Dans la définition que je reprends à la Harvard Business Review (voir plus bas), la transformation se distingue du changement par l’incertitude. Dans un changement il est possible d’expliquer aux gens comment ils vont travailler dans l’état final, quand le projet aura abouti. Dans une transformation, c’est impossible. Cette incertitude fait toute la difficulté d’un projet. Quand par exemple un cabinet de conseil comme le notre invente un nouveau métier, c’est de la transformation. Impossible d’expliquer précisément à quoi ressemblera notre métier quand nous l’aurons inventé, puisque sinon nous  l’aurions déjà inventé. A contrario lorsqu’un nouvel outil de partage de fichiers est mis en place, c’est sans doute du changement s’il est possible de décrire la manière de travailler qui sera appliquée à la fin du projet de manière simple et claire.

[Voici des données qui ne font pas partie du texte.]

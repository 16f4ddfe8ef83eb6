//! Version sync against an on-disk registry fixture.

use std::fs;
use std::path::Path;

use tracelint_registry::sync::{sync_versions, SyncStats};
use tracelint_registry::RegistryStore;

fn write(path: &Path, value: &serde_json::Value) {
    fs::create_dir_all(path.parent().unwrap()).unwrap();
    fs::write(path, serde_json::to_string_pretty(value).unwrap()).unwrap();
}

fn chain_with_codebase() -> serde_json::Value {
    serde_json::json!({
        "chain_name": "gaia",
        "chain_type": "cosmos",
        "network_type": "mainnet",
        "codebase": {
            "git_repo": "https://github.com/example/gaia",
            "recommended_version": "v15.1.0",
            "compatible_versions": ["v15.0.0"],
            "sdk": {"type": "cosmos", "version": "0.47"}
        }
    })
}

#[test]
fn first_run_writes_second_run_is_a_noop() {
    let tmp = tempfile::tempdir().unwrap();
    write(&tmp.path().join("gaia/chain.json"), &chain_with_codebase());
    let store = RegistryStore::new(tmp.path());

    let first = sync_versions(&store, None).unwrap();
    // chain.json gains the recommended version in compatible_versions,
    // versions.json is created with the current entry.
    assert!(first.writes >= 2);

    let second = sync_versions(&store, None).unwrap();
    assert_eq!(second, SyncStats { writes: 0 });
}

#[test]
fn recommended_version_is_added_to_compatible_versions() {
    let tmp = tempfile::tempdir().unwrap();
    write(&tmp.path().join("gaia/chain.json"), &chain_with_codebase());
    let store = RegistryStore::new(tmp.path());
    sync_versions(&store, None).unwrap();

    let dirs = store.list_chain_dirs().unwrap();
    let chain = store.read_chain(&dirs[0]).unwrap();
    let compat = &chain.codebase.unwrap().version.compatible_versions;
    assert!(compat.contains(&"v15.1.0".to_string()));
    assert!(compat.contains(&"v15.0.0".to_string()));
}

#[test]
fn history_entry_matches_by_shared_compatible_version() {
    let tmp = tempfile::tempdir().unwrap();
    write(&tmp.path().join("gaia/chain.json"), &chain_with_codebase());
    write(
        &tmp.path().join("gaia/versions.json"),
        &serde_json::json!({
            "chain_name": "gaia",
            "versions": [{
                "name": "v15",
                "recommended_version": "v15.0.0",
                "compatible_versions": ["v15.0.0"],
                "cosmwasm": {"enabled": false}
            }]
        }),
    );
    let store = RegistryStore::new(tmp.path());
    sync_versions(&store, None).unwrap();

    let dirs = store.list_chain_dirs().unwrap();
    let versions = store.read_versions(&dirs[0]).unwrap().unwrap();
    // Matched the existing compatible entry instead of creating a new one.
    assert_eq!(versions.versions.len(), 1);
    let entry = &versions.versions[0];
    assert_eq!(entry.version.recommended_version.as_deref(), Some("v15.1.0"));

    // The history-only field flowed back into chain.json.
    let chain = store.read_chain(&dirs[0]).unwrap();
    assert!(chain.codebase.unwrap().version.cosmwasm.is_some());
}

#[test]
fn non_cosmos_chains_are_skipped() {
    let tmp = tempfile::tempdir().unwrap();
    write(
        &tmp.path().join("_non-cosmos/ethereum/chain.json"),
        &serde_json::json!({
            "chain_name": "ethereum",
            "chain_type": "eip155",
            "codebase": {"recommended_version": "v1.0.0"}
        }),
    );
    let store = RegistryStore::new(tmp.path());
    let stats = sync_versions(&store, None).unwrap();
    assert_eq!(stats.writes, 0);
}
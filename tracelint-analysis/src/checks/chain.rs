//! Chain-scope checks.

use tracelint_core::types::NetworkType;
use tracelint_registry::layout::RecordKind;
use tracelint_registry::ChainEntry;

use super::engine::RunContext;
use super::{CheckId, Outcome};

pub fn run(check: CheckId, entry: &ChainEntry, ctx: &mut RunContext) -> Outcome {
    match check {
        CheckId::ChainNameMatchesDirectory => name_matches_directory(entry),
        CheckId::ChainIdValid => chain_id_valid(entry, ctx),
        CheckId::NetworkTypeValid => network_type_valid(entry),
        CheckId::Bech32PrefixFormat => bech32_prefix_format(entry),
        CheckId::CoinTypeValid => coin_type_valid(entry),
        CheckId::FeeTokensRegistered => fee_tokens_registered(entry),
        CheckId::StakingTokensRegistered => staking_tokens_registered(entry),
        CheckId::SchemaReference => schema_reference(entry),
        _ => {
            tracing::error!(check = check.name(), "not a chain-scope check");
            Outcome::Inconclusive
        }
    }
}

fn name_matches_directory(entry: &ChainEntry) -> Outcome {
    if entry.record.chain_name == entry.dir.name {
        Outcome::Pass
    } else {
        Outcome::Fail(format!(
            "declared chain name {:?} does not match directory {:?}",
            entry.record.chain_name, entry.dir.name,
        ))
    }
}

fn chain_id_valid(entry: &ChainEntry, ctx: &mut RunContext) -> Outcome {
    let Some(chain_id) = entry.record.chain_id.as_deref().filter(|s| !s.is_empty()) else {
        return Outcome::Fail("chain id is missing".to_string());
    };
    match ctx.seen_chain_ids.get(chain_id) {
        Some(first) => Outcome::Fail(format!(
            "chain id {chain_id:?} is already used by {first}",
        )),
        None => {
            ctx.seen_chain_ids
                .insert(chain_id.to_string(), entry.dir.name.clone());
            Outcome::Pass
        }
    }
}

fn network_type_valid(entry: &ChainEntry) -> Outcome {
    match entry.record.network_type.as_deref() {
        None => Outcome::Fail("network type is missing".to_string()),
        Some(value) => match NetworkType::parse(value) {
            Some(_) => Outcome::Pass,
            None => Outcome::Fail(format!("invalid network type {value:?}")),
        },
    }
}

fn bech32_prefix_format(entry: &ChainEntry) -> Outcome {
    if !entry.record.is_cosmos() {
        return Outcome::Pass;
    }
    match entry.record.bech32_prefix.as_deref() {
        None => Outcome::Fail("bech32 prefix is missing".to_string()),
        Some(prefix)
            if !prefix.is_empty()
                && prefix
                    .chars()
                    .all(|c| c.is_ascii_lowercase() || c.is_ascii_digit()) =>
        {
            Outcome::Pass
        }
        Some(prefix) => Outcome::Fail(format!("invalid bech32 prefix {prefix:?}")),
    }
}

fn coin_type_valid(entry: &ChainEntry) -> Outcome {
    match entry.record.slip44 {
        None => Outcome::Warn("coin type (slip44) is missing".to_string()),
        Some(value) if value < 0 => Outcome::Fail(format!("invalid coin type {value}")),
        Some(_) => Outcome::Pass,
    }
}

fn fee_tokens_registered(entry: &ChainEntry) -> Outcome {
    let Some(fees) = entry.record.fees.as_ref() else {
        return Outcome::Pass;
    };
    denoms_registered(entry, fees.fee_tokens.iter().map(|t| t.denom.as_str()), "fee")
}

fn staking_tokens_registered(entry: &ChainEntry) -> Outcome {
    let Some(staking) = entry.record.staking.as_ref() else {
        return Outcome::Pass;
    };
    denoms_registered(
        entry,
        staking.staking_tokens.iter().map(|t| t.denom.as_str()),
        "staking",
    )
}

fn denoms_registered<'a>(
    entry: &ChainEntry,
    denoms: impl Iterator<Item = &'a str>,
    role: &str,
) -> Outcome {
    let mut problems = Vec::new();
    for denom in denoms {
        if denom.is_empty() {
            problems.push(format!("a {role} token has no denom"));
            continue;
        }
        let registered = entry.asset_list().iter().any(|a| a.base == denom);
        if !registered {
            problems.push(format!(
                "{role} token {denom} is not in the chain's asset list"
            ));
        }
    }
    if problems.is_empty() {
        Outcome::Pass
    } else {
        Outcome::Fail(problems.join("; "))
    }
}

fn schema_reference(entry: &ChainEntry) -> Outcome {
    let mut problems = Vec::new();
    check_schema(
        &mut problems,
        RecordKind::Chain,
        entry.record.schema.as_deref(),
        entry,
    );
    if let Some(assets) = entry.assets.as_ref() {
        check_schema(
            &mut problems,
            RecordKind::AssetList,
            assets.schema.as_deref(),
            entry,
        );
    }
    if !problems.is_empty() {
        return Outcome::Fail(problems.join("; "));
    }
    if entry.record.schema.is_none() {
        return Outcome::Warn("chain record declares no schema reference".to_string());
    }
    Outcome::Pass
}

fn check_schema(
    problems: &mut Vec<String>,
    kind: RecordKind,
    declared: Option<&str>,
    entry: &ChainEntry,
) {
    let Some(declared) = declared else {
        return;
    };
    let expected = entry.dir.expected_schema_reference(kind);
    if declared != expected {
        problems.push(format!(
            "{} declares schema {declared:?}, expected {expected:?}",
            kind.file_name(),
        ));
    }
}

Un de mes clients a fait le chemin inverse : le mot transformation était tellement utilisé, qu’ils l’appliquent maintenant aux projets à objectifs précis, gardant le terme change en anglais pour désigner les projets aux résultats exploratoires ou incertains. Évitons les querelles de définition, ce qui compte c’est de bien différencier les deux types de projets.

Le tabou

La transformation ce n’est pas du changement.

Un exemple

En 2015 nous fûmes appelés par un nom prestigieux du Paris Corporate pour un projet de… déménagement. Nous considérant comme des professionnels innovants de la transformation j’étais un peu vexé de ce projet que je considérais comme indigne car trop simple. Changer de locaux me paraissait simple.

Chemin faisant nous nous rendîmes compte que l’enjeu du projet dépassait largement le fait de déplacer des meubles. Le patron souhaitait utiliser le changement de locaux pour changer la manière de travailler. Il souhaitait inventer une autre manière de collaborer. Il fallait donc inventer ensemble cette collaboration nouvelle. Je m’étais trompé, c’était bien un projet de transformation. Il était impossible de décrire aux gens comment on voulait qu’ils travaillent puisque personne ne le savait. C’était à eux de l’inventer. Nous explorions. Le projet concernait bien une transformation au sens défini plus haut. Aujourd’hui, en 2019, quand je vois dans ces locaux les gens collaborer, se comporter différemment d’il y a quelques années, je suis fier d’avoir aidé à cette véritable transformation.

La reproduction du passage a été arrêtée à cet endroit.